Mosasaurus recently leapt into the limelight thanks to Jurassic World, but did you know that it also turned the world upside down? Today we tell the troubled tale of Mosasaurus and the man who used it to prove extinction was real: Georges Cuvier.
Last week, we discussed Thomas Jefferson, his mammoth, and his megalonyx. Due to his faith and an absence of evidence, Jefferson never accepted extinction as fact. Georges Cuvier is almost a historical foil to Jefferson. Slightly younger but equally as brilliant if not more so, Cuvier was doing the same work at the same time, only in France.
Before Jefferson discovered his mammoth, Cuvier had already named several species of mastodon. Where Jefferson believed the lack of American elephants might be due to their living in the unexplored west, Cuvier believed the elephants had died out, and he set out to prove it. His quest led him to a creature like nothing on earth: the mosasaurus.
Mosasaurus was a whale-sized oceanic reptile, and while only a quarter of the size of its Jurassic World counterpart, it was still a devastating predator. Paleontologists believe it’s closely related to snakes or monitor lizards, and there’s strong evidence for this possibility in the fossil record as well as some modern-day reptiles.

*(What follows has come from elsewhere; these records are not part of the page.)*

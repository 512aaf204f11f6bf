//! Configuration layer: typed settings with layered precedence (file → env → CLI).

use std::{
    net::SocketAddr,
    num::{NonZeroU32, NonZeroU64, NonZeroUsize},
    path::PathBuf,
    str::FromStr,
};

use clap::{Args, Parser, Subcommand, builder::BoolishValueParser};
use config::{Config, Environment, File};
use serde::Deserialize;
use thiserror::Error;
use tracing::level_filters::LevelFilter;

const DEFAULT_CONFIG_BASENAME: &str = "config/default";
const LOCAL_CONFIG_BASENAME: &str = "lexicache";
const ENV_PREFIX: &str = "LEXICACHE";
const DEFAULT_HOST: &str = "127.0.0.1";
const DEFAULT_PORT: u16 = 5000;
const DEFAULT_DB_MAX_CONNECTIONS: u32 = 8;
const DEFAULT_NEAR_CAPACITY: u64 = 20;
const DEFAULT_FAR_CAPACITY: u64 = 100;
const DEFAULT_TTL_SECONDS: u64 = 300;
const DEFAULT_SWEEP_INTERVAL_SECONDS: u64 = 300;
const DEFAULT_WARM_LIMIT: u64 = 50;
const DEFAULT_WARM_SCHEDULE: &str = "0 * * * *";
const DEFAULT_WARM_FETCH_TIMEOUT_SECONDS: u64 = 30;

/// Command-line arguments for the lexicache binary.
#[derive(Debug, Parser)]
#[command(
    name = "lexicache",
    version,
    about = "Developer dictionary with a two-tier cache"
)]
pub struct CliArgs {
    /// Optional path to a configuration file.
    #[arg(long = "config-file", env = "LEXICACHE_CONFIG_FILE", value_name = "PATH")]
    pub config_file: Option<PathBuf>,

    #[command(subcommand)]
    pub command: Option<Command>,
}

#[derive(Debug, Subcommand, Clone)]
pub enum Command {
    /// Run the HTTP service.
    Serve(Box<ServeArgs>),
}

#[derive(Debug, Args, Default, Clone)]
pub struct ServeArgs {
    #[command(flatten)]
    pub overrides: ServeOverrides,
}

#[derive(Debug, Args, Default, Clone)]
pub struct ServeOverrides {
    /// Override the listener host.
    #[arg(long = "server-host", value_name = "HOST")]
    pub server_host: Option<String>,

    /// Override the listener port.
    #[arg(long = "server-port", value_name = "PORT")]
    pub server_port: Option<u16>,

    /// Override the base log level (trace|debug|info|warn|error).
    #[arg(long = "log-level", value_name = "LEVEL")]
    pub log_level: Option<String>,

    /// Toggle JSON logging.
    #[arg(
        long = "log-json",
        value_name = "BOOL",
        value_parser = BoolishValueParser::new()
    )]
    pub log_json: Option<bool>,

    /// Append cache and warmer events to this file.
    #[arg(long = "cache-log-path", value_name = "PATH")]
    pub cache_log_path: Option<PathBuf>,

    /// Override the database connection URL.
    #[arg(long = "database-url", value_name = "URL")]
    pub database_url: Option<String>,

    /// Override the database pool size.
    #[arg(long = "database-max-connections", value_name = "COUNT")]
    pub database_max_connections: Option<u32>,

    /// Override the near tier capacity.
    #[arg(long = "cache-near-capacity", value_name = "COUNT")]
    pub cache_near_capacity: Option<u64>,

    /// Override the far tier capacity.
    #[arg(long = "cache-far-capacity", value_name = "COUNT")]
    pub cache_far_capacity: Option<u64>,

    /// Override the default cache entry TTL.
    #[arg(long = "cache-default-ttl-seconds", value_name = "SECONDS")]
    pub cache_default_ttl_seconds: Option<u64>,

    /// Override the expiry sweep period.
    #[arg(long = "cache-sweep-interval-seconds", value_name = "SECONDS")]
    pub cache_sweep_interval_seconds: Option<u64>,

    /// Enable or disable the cache warmer.
    #[arg(
        long = "warmer-enabled",
        value_name = "BOOL",
        value_parser = BoolishValueParser::new()
    )]
    pub warmer_enabled: Option<bool>,

    /// Enable or disable warming at start-up.
    #[arg(
        long = "warmer-warm-on-startup",
        value_name = "BOOL",
        value_parser = BoolishValueParser::new()
    )]
    pub warmer_warm_on_startup: Option<bool>,

    /// Override how many words a warm loads.
    #[arg(long = "warmer-limit", value_name = "COUNT")]
    pub warmer_limit: Option<u64>,

    /// Override the cron expression of the recurring warm.
    #[arg(long = "warmer-schedule", value_name = "CRON")]
    pub warmer_schedule: Option<String>,

    /// Override the warm fetch timeout.
    #[arg(long = "warmer-fetch-timeout-seconds", value_name = "SECONDS")]
    pub warmer_fetch_timeout_seconds: Option<u64>,
}

#[derive(Debug, Clone)]
pub struct Settings {
    pub server: ServerSettings,
    pub logging: LoggingSettings,
    pub database: DatabaseSettings,
    pub cache: CacheSettings,
    pub warmer: WarmerSettings,
}

#[derive(Debug, Clone)]
pub struct ServerSettings {
    pub addr: SocketAddr,
}

#[derive(Debug, Clone)]
pub struct LoggingSettings {
    pub level: LevelFilter,
    pub format: LogFormat,
    pub cache_log_path: Option<PathBuf>,
}

#[derive(Debug, Clone, Copy)]
pub enum LogFormat {
    Json,
    Compact,
}

#[derive(Debug, Clone)]
pub struct DatabaseSettings {
    /// `None` runs the service on the in-process store.
    pub url: Option<String>,
    pub max_connections: NonZeroU32,
}

#[derive(Debug, Clone)]
pub struct CacheSettings {
    pub near_capacity: NonZeroUsize,
    pub far_capacity: NonZeroUsize,
    pub default_ttl_seconds: NonZeroU64,
    pub sweep_interval_seconds: NonZeroU64,
}

#[derive(Debug, Clone)]
pub struct WarmerSettings {
    pub enabled: bool,
    pub warm_on_startup: bool,
    pub limit: NonZeroU32,
    pub schedule: String,
    pub fetch_timeout_seconds: NonZeroU64,
}

#[derive(Debug, Error)]
pub enum LoadError {
    #[error("failed to build configuration: {0}")]
    Build(#[from] config::ConfigError),
    #[error("invalid configuration for `{key}`: {reason}")]
    Invalid { key: &'static str, reason: String },
}

impl LoadError {
    fn invalid(key: &'static str, reason: impl Into<String>) -> Self {
        Self::Invalid {
            key,
            reason: reason.into(),
        }
    }
}

pub fn load(cli: &CliArgs) -> Result<Settings, LoadError> {
    let mut builder = Config::builder()
        .add_source(File::with_name(DEFAULT_CONFIG_BASENAME).required(false))
        .add_source(File::with_name(LOCAL_CONFIG_BASENAME).required(false));

    if let Some(path) = cli.config_file.as_ref() {
        builder = builder.add_source(File::from(path.as_path()).required(true));
    }

    builder = builder.add_source(Environment::with_prefix(ENV_PREFIX).separator("__"));

    let mut raw: RawSettings = builder.build()?.try_deserialize()?;

    match cli.command.as_ref() {
        Some(Command::Serve(args)) => raw.apply_serve_overrides(&args.overrides),
        None => raw.apply_serve_overrides(&ServeOverrides::default()),
    }

    Settings::from_raw(raw)
}

pub fn load_with_cli() -> Result<(CliArgs, Settings), LoadError> {
    let args = CliArgs::parse();
    let settings = load(&args)?;
    Ok((args, settings))
}

#[derive(Debug, Clone, Deserialize, Default)]
#[serde(default)]
struct RawSettings {
    server: RawServerSettings,
    logging: RawLoggingSettings,
    database: RawDatabaseSettings,
    cache: RawCacheSettings,
    warmer: RawWarmerSettings,
}

impl RawSettings {
    fn apply_serve_overrides(&mut self, overrides: &ServeOverrides) {
        if let Some(host) = overrides.server_host.as_ref() {
            self.server.host = Some(host.clone());
        }
        if let Some(port) = overrides.server_port {
            self.server.port = Some(port);
        }
        if let Some(level) = overrides.log_level.as_ref() {
            self.logging.level = Some(level.clone());
        }
        if let Some(json) = overrides.log_json {
            self.logging.json = Some(json);
        }
        if let Some(path) = overrides.cache_log_path.as_ref() {
            self.logging.cache_log_path = Some(path.clone());
        }
        if let Some(url) = overrides.database_url.as_ref() {
            self.database.url = Some(url.clone());
        }
        if let Some(max) = overrides.database_max_connections {
            self.database.max_connections = Some(max);
        }
        if let Some(value) = overrides.cache_near_capacity {
            self.cache.near_capacity = Some(value);
        }
        if let Some(value) = overrides.cache_far_capacity {
            self.cache.far_capacity = Some(value);
        }
        if let Some(value) = overrides.cache_default_ttl_seconds {
            self.cache.default_ttl_seconds = Some(value);
        }
        if let Some(value) = overrides.cache_sweep_interval_seconds {
            self.cache.sweep_interval_seconds = Some(value);
        }
        if let Some(value) = overrides.warmer_enabled {
            self.warmer.enabled = Some(value);
        }
        if let Some(value) = overrides.warmer_warm_on_startup {
            self.warmer.warm_on_startup = Some(value);
        }
        if let Some(value) = overrides.warmer_limit {
            self.warmer.limit = Some(value);
        }
        if let Some(value) = overrides.warmer_schedule.as_ref() {
            self.warmer.schedule = Some(value.clone());
        }
        if let Some(value) = overrides.warmer_fetch_timeout_seconds {
            self.warmer.fetch_timeout_seconds = Some(value);
        }
    }
}

impl Settings {
    fn from_raw(raw: RawSettings) -> Result<Self, LoadError> {
        let RawSettings {
            server,
            logging,
            database,
            cache,
            warmer,
        } = raw;

        Ok(Self {
            server: build_server_settings(server)?,
            logging: build_logging_settings(logging)?,
            database: build_database_settings(database)?,
            cache: build_cache_settings(cache)?,
            warmer: build_warmer_settings(warmer)?,
        })
    }
}

fn build_server_settings(server: RawServerSettings) -> Result<ServerSettings, LoadError> {
    let host = server.host.unwrap_or_else(|| DEFAULT_HOST.to_string());

    let port = server.port.unwrap_or(DEFAULT_PORT);
    if port == 0 {
        return Err(LoadError::invalid(
            "server.port",
            "port must be greater than zero",
        ));
    }

    let addr =
        parse_socket_addr(&host, port).map_err(|reason| LoadError::invalid("server.addr", reason))?;

    Ok(ServerSettings { addr })
}

fn build_logging_settings(logging: RawLoggingSettings) -> Result<LoggingSettings, LoadError> {
    let level = match logging.level {
        Some(level) => LevelFilter::from_str(level.as_str()).map_err(|err| {
            LoadError::invalid("logging.level", format!("failed to parse: {err}"))
        })?,
        None => LevelFilter::INFO,
    };

    let format = if logging.json.unwrap_or(false) {
        LogFormat::Json
    } else {
        LogFormat::Compact
    };

    let cache_log_path = match logging.cache_log_path {
        Some(path) if path.as_os_str().is_empty() => {
            return Err(LoadError::invalid(
                "logging.cache_log_path",
                "path must not be empty",
            ));
        }
        other => other,
    };

    Ok(LoggingSettings {
        level,
        format,
        cache_log_path,
    })
}

fn build_database_settings(database: RawDatabaseSettings) -> Result<DatabaseSettings, LoadError> {
    let url = database.url.and_then(|value| {
        let trimmed = value.trim();
        (!trimmed.is_empty()).then(|| trimmed.to_string())
    });

    let max_value = database
        .max_connections
        .unwrap_or(DEFAULT_DB_MAX_CONNECTIONS);
    let max_connections = non_zero_u32(max_value.into(), "database.max_connections")?;

    Ok(DatabaseSettings {
        url,
        max_connections,
    })
}

fn build_cache_settings(cache: RawCacheSettings) -> Result<CacheSettings, LoadError> {
    let near_capacity = non_zero_usize(
        cache.near_capacity.unwrap_or(DEFAULT_NEAR_CAPACITY),
        "cache.near_capacity",
    )?;
    let far_capacity = non_zero_usize(
        cache.far_capacity.unwrap_or(DEFAULT_FAR_CAPACITY),
        "cache.far_capacity",
    )?;
    let default_ttl_seconds = non_zero_u64(
        cache.default_ttl_seconds.unwrap_or(DEFAULT_TTL_SECONDS),
        "cache.default_ttl_seconds",
    )?;
    let sweep_interval_seconds = non_zero_u64(
        cache
            .sweep_interval_seconds
            .unwrap_or(DEFAULT_SWEEP_INTERVAL_SECONDS),
        "cache.sweep_interval_seconds",
    )?;

    Ok(CacheSettings {
        near_capacity,
        far_capacity,
        default_ttl_seconds,
        sweep_interval_seconds,
    })
}

fn build_warmer_settings(warmer: RawWarmerSettings) -> Result<WarmerSettings, LoadError> {
    let limit = non_zero_u32(
        warmer.limit.unwrap_or(DEFAULT_WARM_LIMIT),
        "warmer.limit",
    )?;
    let fetch_timeout_seconds = non_zero_u64(
        warmer
            .fetch_timeout_seconds
            .unwrap_or(DEFAULT_WARM_FETCH_TIMEOUT_SECONDS),
        "warmer.fetch_timeout_seconds",
    )?;

    let schedule = warmer
        .schedule
        .map(|value| value.trim().to_string())
        .unwrap_or_else(|| DEFAULT_WARM_SCHEDULE.to_string());
    if schedule.is_empty() {
        return Err(LoadError::invalid(
            "warmer.schedule",
            "cron expression must not be empty",
        ));
    }

    Ok(WarmerSettings {
        enabled: warmer.enabled.unwrap_or(true),
        warm_on_startup: warmer.warm_on_startup.unwrap_or(true),
        limit,
        schedule,
        fetch_timeout_seconds,
    })
}

#[derive(Debug, Clone, Deserialize, Default)]
#[serde(default)]
struct RawServerSettings {
    host: Option<String>,
    port: Option<u16>,
}

#[derive(Debug, Clone, Deserialize, Default)]
#[serde(default)]
struct RawLoggingSettings {
    level: Option<String>,
    json: Option<bool>,
    cache_log_path: Option<PathBuf>,
}

#[derive(Debug, Clone, Deserialize, Default)]
#[serde(default)]
struct RawDatabaseSettings {
    url: Option<String>,
    max_connections: Option<u32>,
}

#[derive(Debug, Clone, Deserialize, Default)]
#[serde(default)]
struct RawCacheSettings {
    near_capacity: Option<u64>,
    far_capacity: Option<u64>,
    default_ttl_seconds: Option<u64>,
    sweep_interval_seconds: Option<u64>,
}

#[derive(Debug, Clone, Deserialize, Default)]
#[serde(default)]
struct RawWarmerSettings {
    enabled: Option<bool>,
    warm_on_startup: Option<bool>,
    limit: Option<u64>,
    schedule: Option<String>,
    fetch_timeout_seconds: Option<u64>,
}

fn parse_socket_addr(host: &str, port: u16) -> Result<SocketAddr, String> {
    let candidate = format!("{host}:{port}");
    candidate
        .parse()
        .map_err(|err| format!("invalid address `{candidate}`: {err}"))
}

fn non_zero_u32(value: u64, key: &'static str) -> Result<NonZeroU32, LoadError> {
    if value == 0 {
        return Err(LoadError::invalid(key, "must be greater than zero"));
    }
    let value_u32: u32 = value
        .try_into()
        .map_err(|_| LoadError::invalid(key, "value exceeds supported range for u32"))?;
    NonZeroU32::new(value_u32).ok_or_else(|| LoadError::invalid(key, "must be greater than zero"))
}

fn non_zero_u64(value: u64, key: &'static str) -> Result<NonZeroU64, LoadError> {
    NonZeroU64::new(value).ok_or_else(|| LoadError::invalid(key, "must be greater than zero"))
}

fn non_zero_usize(value: u64, key: &'static str) -> Result<NonZeroUsize, LoadError> {
    let value_usize: usize = value
        .try_into()
        .map_err(|_| LoadError::invalid(key, "value exceeds supported range for usize"))?;
    NonZeroUsize::new(value_usize)
        .ok_or_else(|| LoadError::invalid(key, "must be greater than zero"))
}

Here’s a look at different mosasaurids through time, assuming the starting point was a monitor-type creature:
Later, we have the dallasaurus, who’s legs are significantly reduced but still capable of travel on land.
Much, much later, there’s plotosaurus, fully adapted for aquatic living and speed in the water.
Mosasaurids came in all shapes and sizes. The name-sake mosasaurus wasn’t the biggest or strongest, but its fossils were the first to be discovered.
After their harrowing journey to the French Museum of Natural History where Cuvier worked, he was able to prove that the reason there was nothing like mosasaurus on Earth was because it had died out.
Extinction as a concept became undeniable, and what was previously heresy became fact. Attempts by naturalists and men of faith alike to explain it all culminated in the ideas that laid the groundwork for adaptation and evolution to take center stage.
Much like Jefferson could not accept extinction though, Cuvier’s personal philosophies had him denying adaptation even as everyone around him bought into it. Many of his scientific hypotheses were left to history and forgotten. How ironic then that extinction, the very idea that things die out, lives on.